INTRODUCED MARCH 10, 2014

 


 

Sponsored by:

Assemblyman  GORDON M. JOHNSON

District 37 (Bergen)

Assemblyman  CHARLES MAINOR

District 31 (Hudson)

Assemblyman  DAVID P. RIBLE

District 30 (Monmouth and Ocean)

Assemblywoman  ANNETTE QUIJANO

District 20 (Union)

 

 

 

 

SYNOPSIS

     Prohibits Internet posting of certain information on law enforcement officers.

 

CURRENT VERSION OF TEXT

     As introduced.

  


An Act concerning certain information on law enforcement officers and supplementing Title 2C of the New Jersey Statutes, Title 47 of the Revised Statutes and chapter 8 of Title 56 of the Revised Statutes.

 

     Be It Enacted by the Senate and General Assembly of the State of New Jersey:

 

     1.    No person shall knowingly post the home address or unpublished home telephone number of any retired law enforcement officer, law enforcement officer or a law enforcement officer’s spouse or child on the Internet.  A violation of this section is a disorderly persons offense.  A violation of this section that leads to bodily injury shall be a crime of the fourth degree.  A violation of this section that leads to serious bodily injury shall be a crime of the third degree.

 

     2.    No State or local governmental agency shall post the home address or unpublished home telephone number of any retired law enforcement officer or law enforcement officer on the Internet without first obtaining the written permission of that law enforcement officer or retired law enforcement officer.

 

     3.    a.  No person, business, or association shall solicit, sell, or trade on the Internet the home address or unpublished home telephone number of a law enforcement officer or retired law enforcement officer with the intent to cause imminent serious bodily injury to the law enforcement officer, the retired law enforcement officer or any person residing at the retired law enforcement officer’s or law enforcement officer’s home address.

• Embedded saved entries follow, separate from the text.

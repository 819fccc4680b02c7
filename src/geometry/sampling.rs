use rand::rngs::StdRng;
use rand::seq::index::sample;

/// `k` distinct indices out of `n`; the caller guarantees `k <= n`.
pub(crate) fn draw<const K: usize>(rng: &mut StdRng, n: usize) -> [usize; K] {
    let picked = sample(rng, n, K);
    let mut out = [0usize; K];
    for (slot, idx) in out.iter_mut().zip(picked.into_iter()) {
        *slot = idx;
    }
    out
}

#[cfg(test)]
mod tests {
    use super::*;
    use rand::SeedableRng;

    #[test]
    fn indices_are_distinct_and_in_range() {
        let mut rng = StdRng::seed_from_u64(1);
        for _ in 0..100 {
            let s: [usize; 4] = draw(&mut rng, 6);
            for i in 0..4 {
                assert!(s[i] < 6);
                for j in i + 1..4 {
                    assert_ne!(s[i], s[j]);
                }
            }
        }
    }
}
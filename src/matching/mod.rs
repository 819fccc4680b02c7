//! Descriptor matching: k-nearest-neighbour search plus the ratio test.
pub mod brute_force;
pub mod lsh;

pub use brute_force::BruteForceMatcher;
pub use lsh::{LshMatcher, LshOptions};

use crate::error::MatchError;
use crate::features::Descriptors;
use serde::{Deserialize, Serialize};

/// Query row `query_idx` (primary image) paired with train row `train_idx`
/// (secondary image).
#[derive(Clone, Copy, Debug, PartialEq, Serialize)]
#[serde(rename_all = "camelCase")]
pub struct Match {
    pub query_idx: usize,
    pub train_idx: usize,
    pub distance: f32,
}

/// Capability shared by matchers.
pub trait DescriptorMatcher: Send + Sync {
    /// For every query row, up to `k` train neighbours in ascending distance.
    /// Either side empty gives an empty result.
    fn knn_match(
        &self,
        query: &Descriptors,
        train: &Descriptors,
        k: usize,
    ) -> Result<Vec<Vec<Match>>, MatchError>;

    fn name(&self) -> &'static str;
}

/// Keep the best neighbour of each entry when it has a second neighbour and
/// `best < ratio · second`.
pub fn ratio_test(knn: &[Vec<Match>], ratio: f32) -> Vec<Match> {
    knn.iter()
        .filter_map(|neighbours| match neighbours.as_slice() {
            [best, second, ..] if best.distance < ratio * second.distance => Some(*best),
            _ => None,
        })
        .collect()
}

/// Matcher selection, tagged by `kind` in JSON.
#[derive(Clone, Debug, Default, Deserialize, Serialize)]
#[serde(tag = "kind", rename_all = "snake_case")]
pub enum MatcherConfig {
    #[default]
    BruteForce,
    Lsh(LshOptions),
}

impl MatcherConfig {
    pub fn build(&self) -> Box<dyn DescriptorMatcher> {
        match self {
            MatcherConfig::BruteForce => Box::new(BruteForceMatcher),
            MatcherConfig::Lsh(opts) => Box::new(LshMatcher::new(opts.clone())),
        }
    }
}

/// Keep the `k` smallest-distance entries in ascending order.
pub(crate) fn keep_nearest(mut candidates: Vec<Match>, k: usize) -> Vec<Match> {
    candidates.sort_by(|a, b| {
        a.distance
            .total_cmp(&b.distance)
            .then(a.train_idx.cmp(&b.train_idx))
    });
    candidates.truncate(k);
    candidates
}

#[cfg(test)]
mod tests {
    use super::*;

    fn m(train_idx: usize, distance: f32) -> Match {
        Match {
            query_idx: 0,
            train_idx,
            distance,
        }
    }

    #[test]
    fn ratio_test_keeps_only_distinctive_matches() {
        let knn = vec![
            vec![m(1, 10.0), m(2, 20.0)],
            vec![m(3, 16.0), m(4, 20.0)],
            vec![m(5, 1.0)],
            vec![],
        ];
        let kept = ratio_test(&knn, 0.75);
        assert_eq!(kept.len(), 1);
        assert_eq!(kept[0].train_idx, 1);
    }

    #[test]
    fn ratio_test_is_strict() {
        let knn = vec![vec![m(1, 15.0), m(2, 20.0)]];
        assert!(ratio_test(&knn, 0.75).is_empty());
        // Two zero-distance neighbours are ambiguous.
        let knn = vec![vec![m(1, 0.0), m(2, 0.0)]];
        assert!(ratio_test(&knn, 0.75).is_empty());
    }

    #[test]
    fn matcher_config_parses_kind() {
        let cfg: MatcherConfig = serde_json::from_str(r#"{"kind":"lsh","table_number":4}"#)
            .expect("parse");
        match cfg {
            MatcherConfig::Lsh(opts) => {
                assert_eq!(opts.table_number, 4);
                assert_eq!(opts.key_size, 10);
            }
            MatcherConfig::BruteForce => panic!("expected lsh"),
        }
        assert_eq!(MatcherConfig::default().build().name(), "brute_force");
    }
}
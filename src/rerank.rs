//! Pick which of several candidate templates best matches one frame.
//!
//! Each candidate's descriptors are matched (k = 2) against the frame's and
//! the ratio-test survivors are counted. The candidate with the most
//! survivors wins, provided it beats `min_match_count`.
//!
//! Candidates usually arrive as one string: base64 blocks of packed 32-byte
//! ORB rows joined by `'|'`, see [`parse_query_features`].
use crate::error::Result;
use crate::features::Descriptors;
use crate::matching::{ratio_test, BruteForceMatcher, DescriptorMatcher};
use base64::{engine::general_purpose, Engine as _};
use serde::Serialize;

pub struct Reranker {
    matcher: Box<dyn DescriptorMatcher>,
    ratio_threshold: f32,
    /// Counts must exceed this to be selected.
    min_match_count: usize,
}

#[derive(Clone, Debug, Default, PartialEq, Eq, Serialize)]
#[serde(rename_all = "camelCase")]
pub struct RerankResult {
    pub best: Option<usize>,
    pub match_counts: Vec<usize>,
}

impl Default for Reranker {
    fn default() -> Self {
        Self::new(Box::new(BruteForceMatcher), 0.75, 20)
    }
}

impl Reranker {
    pub fn new(matcher: Box<dyn DescriptorMatcher>, ratio_threshold: f32, min_match_count: usize) -> Self {
        Self {
            matcher,
            ratio_threshold,
            min_match_count,
        }
    }

    pub fn rerank(&self, frame: &Descriptors, candidates: &[Descriptors]) -> RerankResult {
        if frame.is_empty() || candidates.is_empty() {
            return RerankResult {
                best: None,
                match_counts: vec![0; candidates.len()],
            };
        }
        let match_counts: Vec<usize> = candidates
            .iter()
            .enumerate()
            .map(|(i, candidate)| match self.matcher.knn_match(candidate, frame, 2) {
                Ok(knn) => ratio_test(&knn, self.ratio_threshold).len(),
                Err(err) => {
                    log::warn!("rerank: candidate {i} skipped: {err}");
                    0
                }
            })
            .collect();

        let mut best = None;
        let mut best_count = self.min_match_count;
        for (i, &count) in match_counts.iter().enumerate() {
            if count > best_count {
                best = Some(i);
                best_count = count;
            }
        }
        RerankResult { best, match_counts }
    }
}

/// Decode packed binary descriptor blocks (runs of 32-byte rows) into
/// candidates. Empty blocks are skipped.
pub fn split_candidates(blocks: &[&[u8]]) -> Vec<Descriptors> {
    blocks
        .iter()
        .filter(|b| !b.is_empty())
        .map(|b| Descriptors::from_packed_bytes(b))
        .collect()
}

/// Decode a `'|'`-separated list of base64 descriptor blocks. Empty
/// segments are skipped; a block that is not valid base64 fails the whole
/// list.
pub fn parse_query_features(input: &str) -> Result<Vec<Descriptors>> {
    let blocks = input
        .split('|')
        .map(str::trim)
        .filter(|s| !s.is_empty())
        .map(|s| general_purpose::STANDARD.decode(s))
        .collect::<std::result::Result<Vec<_>, _>>()?;
    let refs: Vec<&[u8]> = blocks.iter().map(Vec::as_slice).collect();
    Ok(split_candidates(&refs))
}
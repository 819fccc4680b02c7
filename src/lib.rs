#![doc = include_str!("../README.md")]

// Public modules (stable-ish surface)
pub mod config;
pub mod diagnostics;
pub mod error;
pub mod image;
pub mod region;
pub mod tracker;
pub mod types;

// Building blocks, usable on their own.
pub mod features;
pub mod geometry;
pub mod matching;
pub mod overlay;
pub mod pyramid;
pub mod rerank;
pub mod stabilizer;

// --- High-level re-exports -------------------------------------------------

pub use crate::error::{MatchError, Result, TrackerError};
pub use crate::overlay::{overlay, OverlayOptions};
pub use crate::region::{TemplateSize, TrackedRegion};
pub use crate::tracker::{
    CycleInput, CycleOutput, Pipeline, TrackerConfig, TrackingSession, TrackingState,
};
pub use crate::types::{Correspondence, Transform};

pub use crate::diagnostics::{CycleOutcome, CycleReport, SkipReason};

// --- Prelude ---------------------------------------------------------------

/// Small prelude for quick experiments.
///
/// ```no_run
/// use planar_tracker::prelude::*;
///
/// # fn main() -> planar_tracker::Result<()> {
/// let (w, h) = (640usize, 480usize);
/// let live = vec![0u8; w * h];
/// let template = vec![0u8; 320 * 240];
///
/// let mut session = TrackingSession::new(TrackerConfig::default())?;
/// let out = session.process(&CycleInput {
///     primary: ImageFrame::new(w, h, PixelFormat::Gray8, &live),
///     secondary: ImageFrame::new(320, 240, PixelFormat::Gray8, &template),
///     time_msec: 0,
/// });
/// if let Some(region) = out.region {
///     println!("quad={:?}", region.to_floats());
/// }
/// # Ok(())
/// # }
/// ```
pub mod prelude {
    pub use crate::image::{ImageFrame, ImageU8, PixelFormat};
    pub use crate::{
        CycleInput, CycleOutput, TrackedRegion, TrackerConfig, TrackingSession, Transform,
    };
}
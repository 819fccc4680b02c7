pub mod f32;
pub mod frame;
pub mod io;
pub mod traits;
pub mod u8;

pub use self::f32::ImageF32;
pub use self::frame::{ImageFrame, PixelFormat};
pub use self::io::GrayImageU8;
pub use self::traits::{ImageView, ImageViewMut};
pub use self::u8::ImageU8;
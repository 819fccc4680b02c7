//! Tracked-region record: the template outline projected into the primary frame.
use crate::geometry::apply_homography_points;
use crate::types::Transform;
use serde::{Deserialize, Serialize};

/// Projections farther than this many pixels are treated as degenerate.
const MAX_PROJECTED_COORD: f64 = 1e7;

/// Template rectangle used for projection.
#[derive(Clone, Debug, Default, PartialEq, Deserialize, Serialize)]
#[serde(tag = "mode", rename_all = "snake_case")]
pub enum TemplateSize {
    /// Width and height of the secondary image of the cycle.
    #[default]
    SecondaryImage,
    Fixed { width: f64, height: f64 },
}

impl TemplateSize {
    pub fn resolve(&self, secondary_width: usize, secondary_height: usize) -> (f64, f64) {
        match self {
            TemplateSize::SecondaryImage => (secondary_width as f64, secondary_height as f64),
            TemplateSize::Fixed { width, height } => (*width, *height),
        }
    }
}

#[derive(Clone, Debug, Deserialize, Serialize)]
#[serde(default)]
pub struct RegionOptions {
    pub id: i32,
    pub template: TemplateSize,
}

impl Default for RegionOptions {
    fn default() -> Self {
        Self {
            id: 420,
            template: TemplateSize::SecondaryImage,
        }
    }
}

#[derive(Clone, Debug, PartialEq, Serialize, Deserialize)]
#[serde(rename_all = "camelCase")]
pub struct TrackedRegion {
    pub id: i32,
    /// True on the first cycle after acquiring (or re-acquiring) the target.
    pub reacquisition: bool,
    pub aspect_ratio: f32,
    pub time_msec: i64,
    /// Corners normalized by the primary size, counter-clockwise from the
    /// projected template top-left.
    pub vertices: [[f32; 2]; 4],
}

impl TrackedRegion {
    /// `x0, y0, …, x3, y3`.
    pub fn to_floats(&self) -> [f32; 8] {
        let mut out = [0.0f32; 8];
        for (i, v) in self.vertices.iter().enumerate() {
            out[2 * i] = v[0];
            out[2 * i + 1] = v[1];
        }
        out
    }
}

/// Inputs to [`project_region`] beyond the transform.
#[derive(Clone, Copy, Debug)]
pub struct RegionFrame {
    pub template: (f64, f64),
    pub primary: (usize, usize),
    pub time_msec: i64,
    pub reacquisition: bool,
}

/// Project the template outline through `transform`. `None` when the primary
/// frame is empty or any corner projects to infinity.
pub fn project_region(transform: &Transform, frame: RegionFrame, id: i32) -> Option<TrackedRegion> {
    let (pw, ph) = frame.primary;
    if pw == 0 || ph == 0 {
        return None;
    }
    let (tw, th) = frame.template;
    let corners = [[0.0, 0.0], [tw, 0.0], [tw, th], [0.0, th]];
    let projected = apply_homography_points(transform, &corners)?;
    if projected
        .iter()
        .any(|p| p[0].abs() > MAX_PROJECTED_COORD || p[1].abs() > MAX_PROJECTED_COORD)
    {
        return None;
    }
    let (pw, ph) = (pw as f64, ph as f64);
    let vertices = [0usize, 3, 2, 1].map(|i| {
        let p = projected[i];
        [(p[0] / pw) as f32, (p[1] / ph) as f32]
    });
    Some(TrackedRegion {
        id,
        reacquisition: frame.reacquisition,
        aspect_ratio: (pw / ph) as f32,
        time_msec: frame.time_msec,
        vertices,
    })
}
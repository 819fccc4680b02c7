//! Template overlay: warp the secondary image into the primary frame and
//! composite it on top.
//!
//! Every primary pixel is mapped back through the inverse transform and
//! bilinearly sampled from the template; pixels that land outside the
//! template keep the primary value. Without a usable transform the primary
//! frame passes through unchanged.
use crate::image::{GrayImageU8, ImageF32, ImageFrame};
use crate::types::Transform;
use nalgebra::Vector3;
use serde::{Deserialize, Serialize};

#[derive(Clone, Debug, Deserialize, Serialize)]
#[serde(default)]
pub struct OverlayOptions {
    /// Weight of the warped template where it covers the frame. `1.0`
    /// replaces the frame, `0.5` blends evenly.
    pub opacity: f32,
}

impl Default for OverlayOptions {
    fn default() -> Self {
        Self { opacity: 1.0 }
    }
}

/// Warped template values in `[0, 1]` and coverage, both row-major at the
/// target size.
#[derive(Clone, Debug)]
pub struct Warped {
    pub width: usize,
    pub height: usize,
    pub values: Vec<f32>,
    pub covered: Vec<bool>,
}

/// Warp `source` onto a `width × height` canvas. `None` when the transform
/// is not invertible.
pub fn warp_perspective(
    source: &ImageF32,
    transform: &Transform,
    width: usize,
    height: usize,
) -> Option<Warped> {
    let inverse = transform.matrix().try_inverse()?;
    if !inverse.iter().all(|v| v.is_finite()) {
        return None;
    }
    let len = width.checked_mul(height)?;
    let mut values = vec![0.0f32; len];
    let mut covered = vec![false; len];
    if source.w == 0 || source.h == 0 {
        return Some(Warped {
            width,
            height,
            values,
            covered,
        });
    }
    let max_x = (source.w - 1) as f64 + 1e-6;
    let max_y = (source.h - 1) as f64 + 1e-6;
    for y in 0..height {
        for x in 0..width {
            let p = inverse * Vector3::new(x as f64, y as f64, 1.0);
            if p.z.abs() < 1e-12 {
                continue;
            }
            let (sx, sy) = (p.x / p.z, p.y / p.z);
            if !(sx >= -1e-6 && sy >= -1e-6 && sx <= max_x && sy <= max_y) {
                continue;
            }
            let i = y * width + x;
            values[i] = source.sample_bilinear(sx as f32, sy as f32);
            covered[i] = true;
        }
    }
    Some(Warped {
        width,
        height,
        values,
        covered,
    })
}

/// Composite result and the number of primary pixels the template covered.
#[derive(Clone, Debug)]
pub struct Overlay {
    pub image: GrayImageU8,
    pub covered: usize,
}

/// Draw `secondary`, warped by `transform`, over `primary`. Both frames are
/// converted to gray first.
pub fn overlay(
    primary: ImageFrame<'_>,
    secondary: ImageFrame<'_>,
    transform: Option<&Transform>,
    options: &OverlayOptions,
) -> Overlay {
    let base = primary.to_gray();
    let passthrough = |image: GrayImageU8| Overlay { image, covered: 0 };
    let Some(transform) = transform.filter(|t| t.is_finite()) else {
        return passthrough(base);
    };
    let template = ImageF32::from_u8(secondary.to_gray().as_view());
    let Some(warped) = warp_perspective(&template, transform, base.width(), base.height()) else {
        log::debug!("overlay: transform is not invertible, frame passed through");
        return passthrough(base);
    };

    let alpha = options.opacity.clamp(0.0, 1.0);
    let mut covered = 0;
    let data: Vec<u8> = base
        .as_view()
        .data
        .iter()
        .zip(warped.values.iter().zip(&warped.covered))
        .map(|(&px, (&v, &hit))| {
            if !hit {
                return px;
            }
            covered += 1;
            let mixed = alpha * v * 255.0 + (1.0 - alpha) * px as f32;
            mixed.round().clamp(0.0, 255.0) as u8
        })
        .collect();
    Overlay {
        image: GrayImageU8::new(base.width(), base.height(), data),
        covered,
    }
}

#[cfg(test)]
mod tests {
    use super::*;
    use crate::image::PixelFormat;
    use nalgebra::Matrix3;

    fn frame(w: usize, h: usize, data: &[u8]) -> ImageFrame<'_> {
        ImageFrame::new(w, h, PixelFormat::Gray8, data)
    }

    #[test]
    fn translated_template_lands_at_offset() {
        let primary = vec![10u8; 10 * 10];
        let template = vec![200u8; 4 * 4];
        let out = overlay(
            frame(10, 10, &primary),
            frame(4, 4, &template),
            Some(&Transform::translation(3.0, 2.0)),
            &OverlayOptions::default(),
        );
        assert_eq!(out.covered, 16);
        let view = out.image.as_view();
        for y in 0..10 {
            for x in 0..10 {
                let inside = (3..=6).contains(&x) && (2..=5).contains(&y);
                assert_eq!(view.get(x, y), if inside { 200 } else { 10 }, "({x},{y})");
            }
        }
    }

    #[test]
    fn half_opacity_blends() {
        let primary = vec![100u8; 4];
        let template = vec![200u8; 4];
        let out = overlay(
            frame(2, 2, &primary),
            frame(2, 2, &template),
            Some(&Transform::identity()),
            &OverlayOptions { opacity: 0.5 },
        );
        assert_eq!(out.image.as_view().data, &[150, 150, 150, 150]);
    }

    #[test]
    fn missing_or_singular_transform_passes_primary_through() {
        let primary: Vec<u8> = (0..16).collect();
        let template = vec![255u8; 16];
        let none = overlay(
            frame(4, 4, &primary),
            frame(4, 4, &template),
            None,
            &OverlayOptions::default(),
        );
        assert_eq!(none.image.as_view().data, primary.as_slice());
        assert_eq!(none.covered, 0);

        let mut m = Matrix3::identity();
        m[(0, 0)] = 0.0;
        let singular = overlay(
            frame(4, 4, &primary),
            frame(4, 4, &template),
            Some(&Transform::new(m)),
            &OverlayOptions::default(),
        );
        assert_eq!(singular.image.as_view().data, primary.as_slice());
    }
}
//! Grayscale image pyramid with configurable separable blur and 2× decimation.
//!
//! The pyramid converts level 0 from 8-bit grayscale to `ImageF32` in `[0, 1]`
//! and repeatedly downsamples by 2×. Prior to each decimation step an optional
//! separable filter (Gaussian by default) can be applied. Border samples clamp
//! to the image extents.
//!
//! The ORB-style extractor detects corners on every level and maps them back
//! to level-0 coordinates with [`Pyramid::scale_of`].

pub mod filters;
pub mod options;
mod pyramidbuild;

pub use filters::{blur, SeparableFilter, StaticSeparableFilter, GAUSSIAN_5TAP};
pub use options::PyramidOptions;
pub use pyramidbuild::Pyramid;
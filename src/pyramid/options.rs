use super::filters::{StaticSeparableFilter, GAUSSIAN_5TAP};

use serde::Deserialize;

/// How the ORB extractor builds its scale space.
#[derive(Clone, Copy, Debug, Deserialize)]
#[serde(default)]
pub struct PyramidOptions {
    /// Levels including the full-resolution one (>= 1).
    pub levels: usize,
    /// Downscale steps, counted from level 0, that blur before decimating.
    /// `0` means plain decimation everywhere.
    pub blur_levels: usize,
    #[serde(skip)]
    pub filter: StaticSeparableFilter,
}

impl Default for PyramidOptions {
    fn default() -> Self {
        Self::new(4).with_blur_levels(usize::MAX)
    }
}

impl PyramidOptions {
    pub fn new(levels: usize) -> Self {
        Self {
            levels,
            blur_levels: 0,
            filter: GAUSSIAN_5TAP,
        }
    }

    pub fn with_blur_levels(mut self, blur_levels: usize) -> Self {
        self.blur_levels = blur_levels;
        self
    }

    /// Whether the step producing level `index` from `index - 1` blurs.
    pub fn blurs_into(&self, index: usize) -> bool {
        index >= 1 && index - 1 < self.blur_levels
    }
}
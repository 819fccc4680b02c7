//! I/O helpers for grayscale images and JSON.
//!
//! - `load_grayscale_image`: read a PNG/JPEG into an owned 8-bit gray buffer.
//! - `save_grayscale_u8`: write an owned 8-bit gray buffer to a PNG.
//! - `write_json_file`: pretty-print a serializable value to disk.
use super::ImageU8;
use crate::error::{Result, TrackerError};
use image::error::{ParameterError, ParameterErrorKind};
use image::GrayImage;
use serde::Serialize;
use std::fs;
use std::path::Path;

/// Owned 8-bit grayscale buffer with stride and borrowed view conversion.
#[derive(Clone, Debug)]
pub struct GrayImageU8 {
    width: usize,
    height: usize,
    stride: usize,
    data: Vec<u8>,
}

impl GrayImageU8 {
    /// Construct an owned grayscale buffer given raw bytes.
    pub fn new(width: usize, height: usize, data: Vec<u8>) -> Self {
        let stride = width;
        Self {
            width,
            height,
            stride,
            data,
        }
    }

    /// Image width in pixels
    pub fn width(&self) -> usize {
        self.width
    }

    /// Image height in pixels
    pub fn height(&self) -> usize {
        self.height
    }

    /// Borrow as a read-only `ImageU8` view
    pub fn as_view(&self) -> ImageU8<'_> {
        ImageU8 {
            w: self.width,
            h: self.height,
            stride: self.stride,
            data: &self.data,
        }
    }
}

/// Load an image from disk and convert to 8-bit grayscale.
pub fn load_grayscale_image(path: &Path) -> Result<GrayImageU8> {
    let img = image::open(path)?.into_luma8();
    let width = img.width() as usize;
    let height = img.height() as usize;
    let data = img.into_raw();
    Ok(GrayImageU8::new(width, height, data))
}

/// Save an 8-bit grayscale buffer, format chosen by the extension.
pub fn save_grayscale_u8(buffer: &GrayImageU8, path: &Path) -> Result<()> {
    ensure_parent_dir(path)?;
    let image = GrayImage::from_raw(
        buffer.width as u32,
        buffer.height as u32,
        buffer.data.clone(),
    )
    .ok_or_else(|| {
        TrackerError::Image(image::ImageError::Parameter(ParameterError::from_kind(
            ParameterErrorKind::DimensionMismatch,
        )))
    })?;
    image.save(path)?;
    Ok(())
}

/// Serialize a value as pretty JSON to `path`, creating parent directories.
pub fn write_json_file<T: Serialize>(path: &Path, value: &T) -> Result<()> {
    ensure_parent_dir(path)?;
    let json = serde_json::to_string_pretty(value)?;
    fs::write(path, json)?;
    Ok(())
}

fn ensure_parent_dir(path: &Path) -> Result<()> {
    if let Some(parent) = path.parent() {
        if !parent.as_os_str().is_empty() {
            fs::create_dir_all(parent)?;
        }
    }
    Ok(())
}
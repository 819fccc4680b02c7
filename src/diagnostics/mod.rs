//! Diagnostics emitted alongside every tracking cycle.
//!
//! [`CycleReport`] records stage counts, timings and the cycle outcome. A
//! cycle that produced no region names its [`SkipReason`].
pub mod cycle;
pub mod timing;

pub use cycle::{
    CycleOutcome, CycleReport, EpipolarStage, ExtractionStage, HomographyStage, InputDescriptor,
    MatchingStage, SkipReason, StabilizerStage,
};
pub use timing::{StageTiming, TimingBreakdown};
//! Owned single-channel f32 image in row-major layout (stride == width).
//!
//! Used for the scale pyramid and gradient buffers consumed by the feature
//! extractors. Intensities are kept in `[0, 1]`.
use super::traits::{ImageView, ImageViewMut};
use super::ImageU8;

#[derive(Clone, Debug)]
pub struct ImageF32 {
    /// Image width in pixels
    pub w: usize,
    /// Image height in pixels
    pub h: usize,
    /// Number of f32 elements between consecutive rows (equals `w`)
    pub stride: usize,
    /// Backing storage in row-major order
    pub data: Vec<f32>,
}

impl ImageF32 {
    /// Construct a zero-initialized buffer of size `w × h`.
    pub fn new(w: usize, h: usize) -> Self {
        Self {
            w,
            h,
            stride: w,
            data: vec![0.0; w * h],
        }
    }

    /// Convert an 8-bit view to `[0, 1]` floats.
    pub fn from_u8(gray: ImageU8<'_>) -> Self {
        let mut out = Self::new(gray.w, gray.h);
        for y in 0..gray.h {
            let src = gray.row(y);
            for (dst, &px) in out.row_mut(y).iter_mut().zip(src) {
                *dst = px as f32 / 255.0;
            }
        }
        out
    }

    #[inline]
    /// Convert (x, y) to a linear index into `data`.
    pub fn idx(&self, x: usize, y: usize) -> usize {
        y * self.stride + x
    }
    #[inline]
    /// Get the pixel value at (x, y).
    pub fn get(&self, x: usize, y: usize) -> f32 {
        self.data[self.idx(x, y)]
    }
    #[inline]
    /// Set the pixel value at (x, y).
    pub fn set(&mut self, x: usize, y: usize, v: f32) {
        let i = self.idx(x, y);
        self.data[i] = v;
    }

    /// Bilinear sample with border clamping.
    pub fn sample_bilinear(&self, x: f32, y: f32) -> f32 {
        if self.w == 0 || self.h == 0 {
            return 0.0;
        }
        let max_x = (self.w - 1) as f32;
        let max_y = (self.h - 1) as f32;
        let xc = x.clamp(0.0, max_x);
        let yc = y.clamp(0.0, max_y);
        let x0 = xc.floor() as usize;
        let y0 = yc.floor() as usize;
        let x1 = (x0 + 1).min(self.w - 1);
        let y1 = (y0 + 1).min(self.h - 1);
        let fx = xc - x0 as f32;
        let fy = yc - y0 as f32;
        let top = self.get(x0, y0) * (1.0 - fx) + self.get(x1, y0) * fx;
        let bottom = self.get(x0, y1) * (1.0 - fx) + self.get(x1, y1) * fx;
        top * (1.0 - fy) + bottom * fy
    }
}

impl ImageView for ImageF32 {
    type Pixel = f32;

    #[inline]
    fn width(&self) -> usize {
        self.w
    }
    #[inline]
    fn height(&self) -> usize {
        self.h
    }
    #[inline]
    fn stride(&self) -> usize {
        self.stride
    }
    #[inline]
    fn row(&self, y: usize) -> &[f32] {
        let start = y * self.stride;
        &self.data[start..start + self.w]
    }
    #[inline]
    fn as_slice(&self) -> Option<&[f32]> {
        (self.stride == self.w).then_some(&self.data[..self.w * self.h])
    }
}

impl ImageViewMut for ImageF32 {
    #[inline]
    fn row_mut(&mut self, y: usize) -> &mut [f32] {
        let start = y * self.stride;
        let end = start + self.w;
        &mut self.data[start..end]
    }

    #[inline]
    fn as_mut_slice(&mut self) -> Option<&mut [f32]> {
        if self.stride == self.w {
            Some(&mut self.data[..self.w * self.h])
        } else {
            None
        }
    }
}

     b.    A law enforcement officer or retired law enforcement officer whose home address or unpublished home telephone number is solicited, sold or traded on the Internet in violation of subsection a. of this section, may bring an action in any court of competent jurisdiction against the person, business, or association that violates the provisions of this section.

     c.    A violation of any provision of this section shall be an unlawful practice pursuant to P.L.1960, c.39 (C.56:8-1 et seq.) and shall be subject to all remedies and penalties available pursuant to that law.

 

     4.    This act shall take effect immediately.

 

 

STATEMENT

 

     This bill prohibits State and local agencies, businesses and individuals from posting the home addresses or unpublished home telephone numbers of law enforcement officers and retired law enforcement officers on the Internet. 

     The bill makes it an offense for a person, which includes businesses and associations, to post on the Internet the home address or unpublished telephone number of a law enforcement officer or a retired law enforcement officer, or of a spouse or child residing with that officer.  A violation would be a third degree crime if the offense results in serious bodily injury, or a fourth degree crime if the offense results in bodily injury; otherwise a violation of this provision would be a disorderly persons offense.  A third degree crime is punishable by a prison term of three to five years, a fine of up to $15,000, or both.  A fourth degree crime is punishable by a prison term of up to 18 months, a fine of up to $10,000, or both.  A disorderly persons offense is punishable by a prison term of up to six months, a fine of up to $1,000, or both.

     The bill also prohibits State or local agencies from posting a home address or telephone number of a law enforcement officer or retired law enforcement officer on the Internet without first obtaining an officer’s consent.

     Persons, businesses, and associations also are prohibited by the bill from selling or trading a law enforcement officer’s or retired law enforcement officer’s address and telephone information on the Internet with the intent to cause harm to that officer.  The bill specifies that a violation of this provision would constitute an unlawful practice.  An unlawful practice under the Consumer Fraud Act is punishable by a monetary penalty of not more than $10,000 for a first offense and not more than $20,000 for any subsequent offense.  In addition, a violation can result in cease and desist orders issued by the Attorney General, the assessment of punitive damages, and the awarding of treble damages and costs to the injured party.